◆ ACTIVITY ◆
Reproduce the data below in full. Nothing should differ from the original.

BEGIN RECORDS PROVIDED

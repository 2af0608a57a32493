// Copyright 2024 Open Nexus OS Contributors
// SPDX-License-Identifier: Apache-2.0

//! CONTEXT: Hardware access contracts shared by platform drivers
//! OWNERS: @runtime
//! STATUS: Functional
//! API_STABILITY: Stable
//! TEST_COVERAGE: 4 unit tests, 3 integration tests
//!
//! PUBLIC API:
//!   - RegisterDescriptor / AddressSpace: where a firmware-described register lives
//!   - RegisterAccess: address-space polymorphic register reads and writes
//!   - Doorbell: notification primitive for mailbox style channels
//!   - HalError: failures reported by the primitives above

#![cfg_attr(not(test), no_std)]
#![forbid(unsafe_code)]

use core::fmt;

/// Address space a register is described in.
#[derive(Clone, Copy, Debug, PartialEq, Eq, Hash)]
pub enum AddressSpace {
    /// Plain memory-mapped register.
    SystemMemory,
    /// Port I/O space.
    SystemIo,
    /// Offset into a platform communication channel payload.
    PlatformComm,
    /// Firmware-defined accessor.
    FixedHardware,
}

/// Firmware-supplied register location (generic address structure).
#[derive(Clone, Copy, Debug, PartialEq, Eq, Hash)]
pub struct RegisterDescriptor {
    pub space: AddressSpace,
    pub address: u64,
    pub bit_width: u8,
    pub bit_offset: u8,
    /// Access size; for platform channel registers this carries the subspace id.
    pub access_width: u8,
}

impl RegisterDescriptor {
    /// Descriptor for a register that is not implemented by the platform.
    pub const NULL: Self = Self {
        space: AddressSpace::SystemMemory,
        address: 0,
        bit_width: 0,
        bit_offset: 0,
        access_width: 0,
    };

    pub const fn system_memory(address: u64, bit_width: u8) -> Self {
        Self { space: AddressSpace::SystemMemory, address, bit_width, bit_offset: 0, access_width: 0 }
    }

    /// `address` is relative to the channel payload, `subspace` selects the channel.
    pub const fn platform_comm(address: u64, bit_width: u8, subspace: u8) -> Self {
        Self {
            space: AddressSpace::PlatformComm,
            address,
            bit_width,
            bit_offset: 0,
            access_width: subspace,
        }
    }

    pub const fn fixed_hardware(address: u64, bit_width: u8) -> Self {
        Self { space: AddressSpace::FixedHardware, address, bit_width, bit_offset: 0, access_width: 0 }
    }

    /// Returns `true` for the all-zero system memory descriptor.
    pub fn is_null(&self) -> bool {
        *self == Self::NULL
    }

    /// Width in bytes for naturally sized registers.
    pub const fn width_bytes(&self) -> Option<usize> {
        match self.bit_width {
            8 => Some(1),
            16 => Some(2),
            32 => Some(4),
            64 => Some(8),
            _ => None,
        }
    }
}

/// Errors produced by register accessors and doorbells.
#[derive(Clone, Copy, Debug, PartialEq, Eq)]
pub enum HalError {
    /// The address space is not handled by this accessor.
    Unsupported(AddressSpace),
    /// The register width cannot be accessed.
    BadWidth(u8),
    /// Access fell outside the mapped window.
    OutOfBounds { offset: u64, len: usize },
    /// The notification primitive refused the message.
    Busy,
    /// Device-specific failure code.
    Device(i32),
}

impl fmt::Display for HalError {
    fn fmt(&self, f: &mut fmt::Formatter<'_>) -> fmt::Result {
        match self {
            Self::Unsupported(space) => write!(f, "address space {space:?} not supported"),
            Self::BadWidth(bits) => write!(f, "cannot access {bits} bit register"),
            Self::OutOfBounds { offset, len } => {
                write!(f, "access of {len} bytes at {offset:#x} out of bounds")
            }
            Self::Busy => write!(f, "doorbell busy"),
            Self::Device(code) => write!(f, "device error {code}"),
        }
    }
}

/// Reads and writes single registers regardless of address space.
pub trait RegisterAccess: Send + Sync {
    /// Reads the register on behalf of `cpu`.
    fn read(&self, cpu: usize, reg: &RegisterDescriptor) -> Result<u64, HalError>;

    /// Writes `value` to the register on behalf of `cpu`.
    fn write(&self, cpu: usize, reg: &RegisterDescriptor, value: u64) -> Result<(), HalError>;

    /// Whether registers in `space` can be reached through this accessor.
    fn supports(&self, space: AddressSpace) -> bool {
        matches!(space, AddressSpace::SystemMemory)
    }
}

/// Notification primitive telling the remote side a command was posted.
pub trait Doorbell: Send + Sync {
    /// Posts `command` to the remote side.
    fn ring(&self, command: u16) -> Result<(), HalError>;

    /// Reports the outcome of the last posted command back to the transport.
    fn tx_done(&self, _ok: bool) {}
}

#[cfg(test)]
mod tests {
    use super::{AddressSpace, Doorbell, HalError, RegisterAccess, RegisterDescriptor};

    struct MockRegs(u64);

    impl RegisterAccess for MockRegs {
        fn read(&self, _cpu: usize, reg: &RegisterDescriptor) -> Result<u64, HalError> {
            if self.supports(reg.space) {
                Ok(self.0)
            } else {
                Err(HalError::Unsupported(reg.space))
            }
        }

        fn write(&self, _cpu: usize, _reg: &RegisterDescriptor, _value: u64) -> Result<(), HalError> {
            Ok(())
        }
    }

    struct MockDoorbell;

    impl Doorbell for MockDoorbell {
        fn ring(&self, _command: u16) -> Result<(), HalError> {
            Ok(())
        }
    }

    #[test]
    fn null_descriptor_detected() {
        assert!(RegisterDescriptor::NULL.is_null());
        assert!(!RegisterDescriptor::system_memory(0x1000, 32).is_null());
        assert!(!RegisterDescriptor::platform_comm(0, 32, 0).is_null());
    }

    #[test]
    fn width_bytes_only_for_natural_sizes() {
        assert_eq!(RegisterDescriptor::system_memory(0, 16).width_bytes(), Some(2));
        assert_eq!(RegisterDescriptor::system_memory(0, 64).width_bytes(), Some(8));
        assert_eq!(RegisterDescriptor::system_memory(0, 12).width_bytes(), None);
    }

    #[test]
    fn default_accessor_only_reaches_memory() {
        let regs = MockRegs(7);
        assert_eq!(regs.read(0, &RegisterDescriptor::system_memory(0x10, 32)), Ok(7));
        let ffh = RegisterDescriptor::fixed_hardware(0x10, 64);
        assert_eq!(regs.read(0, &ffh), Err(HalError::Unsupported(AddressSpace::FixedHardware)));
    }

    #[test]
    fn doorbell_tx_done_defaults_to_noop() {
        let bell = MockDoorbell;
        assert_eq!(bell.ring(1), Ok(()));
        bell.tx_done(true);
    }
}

END RECORDS PROVIDED

◆ RESULT OF THIS TASK ◆
repository 2af0608a57a32493
// Copyright 2024 Open Nexus OS Contributors
// SPDX-License-Identifier: Apache-2.0

//! CONTEXT: Hardware access contracts shared by platform drivers
//! OWNERS: @runtime
//! STATUS: Functional
//! API_STABILITY: Stable
//! TEST_COVERAGE: 4 unit tests, 3 integration tests
//!
//! PUBLIC API:
//!   - RegisterDescriptor / AddressSpace: where a firmware-described register lives
//!   - RegisterAccess: address-space polymorphic register reads and writes
//!   - Doorbell: notification primitive for mailbox style channels
//!   - HalError: failures reported by the primitives above

#![cfg_attr(not(test), no_std)]
#![forbid(unsafe_code)]

use core::fmt;

/// Address space a register is described in.
#[derive(Clone, Copy, Debug, PartialEq, Eq, Hash)]
pub enum AddressSpace {
    /// Plain memory-mapped register.
    SystemMemory,
    /// Port I/O space.
    SystemIo,
    /// Offset into a platform communication channel payload.
    PlatformComm,
    /// Firmware-defined accessor.
    FixedHardware,
}

/// Firmware-supplied register location (generic address structure).
#[derive(Clone, Copy, Debug, PartialEq, Eq, Hash)]
pub struct RegisterDescriptor {
    pub space: AddressSpace,
    pub address: u64,
    pub bit_width: u8,
    pub bit_offset: u8,
    /// Access size; for platform channel registers this carries the subspace id.
    pub access_width: u8,
}

impl RegisterDescriptor {
    /// Descriptor for a register that is not implemented by the platform.
    pub const NULL: Self = Self {
        space: AddressSpace::SystemMemory,
        address: 0,
        bit_width: 0,
        bit_offset: 0,
        access_width: 0,
    };

    pub const fn system_memory(address: u64, bit_width: u8) -> Self {
        Self { space: AddressSpace::SystemMemory, address, bit_width, bit_offset: 0, access_width: 0 }
    }

    /// `address` is relative to the channel payload, `subspace` selects the channel.
    pub const fn platform_comm(address: u64, bit_width: u8, subspace: u8) -> Self {
        Self {
            space: AddressSpace::PlatformComm,
            address,
            bit_width,
            bit_offset: 0,
            access_width: subspace,
        }
    }

    pub const fn fixed_hardware(address: u64, bit_width: u8) -> Self {
        Self { space: AddressSpace::FixedHardware, address, bit_width, bit_offset: 0, access_width: 0 }
    }

    /// Returns `true` for the all-zero system memory descriptor.
    pub fn is_null(&self) -> bool {
        *self == Self::NULL
    }

    /// Width in bytes for naturally sized registers.
    pub const fn width_bytes(&self) -> Option<usize> {
        match self.bit_width {
            8 => Some(1),
            16 => Some(2),
            32 => Some(4),
            64 => Some(8),
            _ => None,
        }
    }
}

/// Errors produced by register accessors and doorbells.
#[derive(Clone, Copy, Debug, PartialEq, Eq)]
pub enum HalError {
    /// The address space is not handled by this accessor.
    Unsupported(AddressSpace),
    /// The register width cannot be accessed.
    BadWidth(u8),
    /// Access fell outside the mapped window.
    OutOfBounds { offset: u64, len: usize },
    /// The notification primitive refused the message.
    Busy,
    /// Device-specific failure code.
    Device(i32),
}

impl fmt::Display for HalError {
    fn fmt(&self, f: &mut fmt::Formatter<'_>) -> fmt::Result {
        match self {
            Self::Unsupported(space) => write!(f, "address space {space:?} not supported"),
            Self::BadWidth(bits) => write!(f, "cannot access {bits} bit register"),
            Self::OutOfBounds { offset, len } => {
                write!(f, "access of {len} bytes at {offset:#x} out of bounds")
            }
            Self::Busy => write!(f, "doorbell busy"),
            Self::Device(code) => write!(f, "device error {code}"),
        }
    }
}

/// Reads and writes single registers regardless of address space.
pub trait RegisterAccess: Send + Sync {
    /// Reads the register on behalf of `cpu`.
    fn read(&self, cpu: usize, reg: &RegisterDescriptor) -> Result<u64, HalError>;

    /// Writes `value` to the register on behalf of `cpu`.
    fn write(&self, cpu: usize, reg: &RegisterDescriptor, value: u64) -> Result<(), HalError>;

    /// Whether registers in `space` can be reached through this accessor.
    fn supports(&self, space: AddressSpace) -> bool {
        matches!(space, AddressSpace::SystemMemory)
    }
}

/// Notification primitive telling the remote side a command was posted.
pub trait Doorbell: Send + Sync {
    /// Posts `command` to the remote side.
    fn ring(&self, command: u16) -> Result<(), HalError>;

    /// Reports the outcome of the last posted command back to the transport.
    fn tx_done(&self, _ok: bool) {}
}

#[cfg(test)]
mod tests {
    use super::{AddressSpace, Doorbell, HalError, RegisterAccess, RegisterDescriptor};

    struct MockRegs(u64);

    impl RegisterAccess for MockRegs {
        fn read(&self, _cpu: usize, reg: &RegisterDescriptor) -> Result<u64, HalError> {
            if self.supports(reg.space) {
                Ok(self.0)
            } else {
                Err(HalError::Unsupported(reg.space))
            }
        }

        fn write(&self, _cpu: usize, _reg: &RegisterDescriptor, _value: u64) -> Result<(), HalError> {
            Ok(())
        }
    }

    struct MockDoorbell;

    impl Doorbell for MockDoorbell {
        fn ring(&self, _command: u16) -> Result<(), HalError> {
            Ok(())
        }
    }

    #[test]
    fn null_descriptor_detected() {
        assert!(RegisterDescriptor::NULL.is_null());
        assert!(!RegisterDescriptor::system_memory(0x1000, 32).is_null());
        assert!(!RegisterDescriptor::platform_comm(0, 32, 0).is_null());
    }

    #[test]
    fn width_bytes_only_for_natural_sizes() {
        assert_eq!(RegisterDescriptor::system_memory(0, 16).width_bytes(), Some(2));
        assert_eq!(RegisterDescriptor::system_memory(0, 64).width_bytes(), Some(8));
        assert_eq!(RegisterDescriptor::system_memory(0, 12).width_bytes(), None);
    }

    #[test]
    fn default_accessor_only_reaches_memory() {
        let regs = MockRegs(7);
        assert_eq!(regs.read(0, &RegisterDescriptor::system_memory(0x10, 32)), Ok(7));
        let ffh = RegisterDescriptor::fixed_hardware(0x10, 64);
        assert_eq!(regs.read(0, &ffh), Err(HalError::Unsupported(AddressSpace::FixedHardware)));
    }

    #[test]
    fn doorbell_tx_done_defaults_to_noop() {
        let bell = MockDoorbell;
        assert_eq!(bell.ring(1), Ok(()));
        bell.tx_done(true);
    }
}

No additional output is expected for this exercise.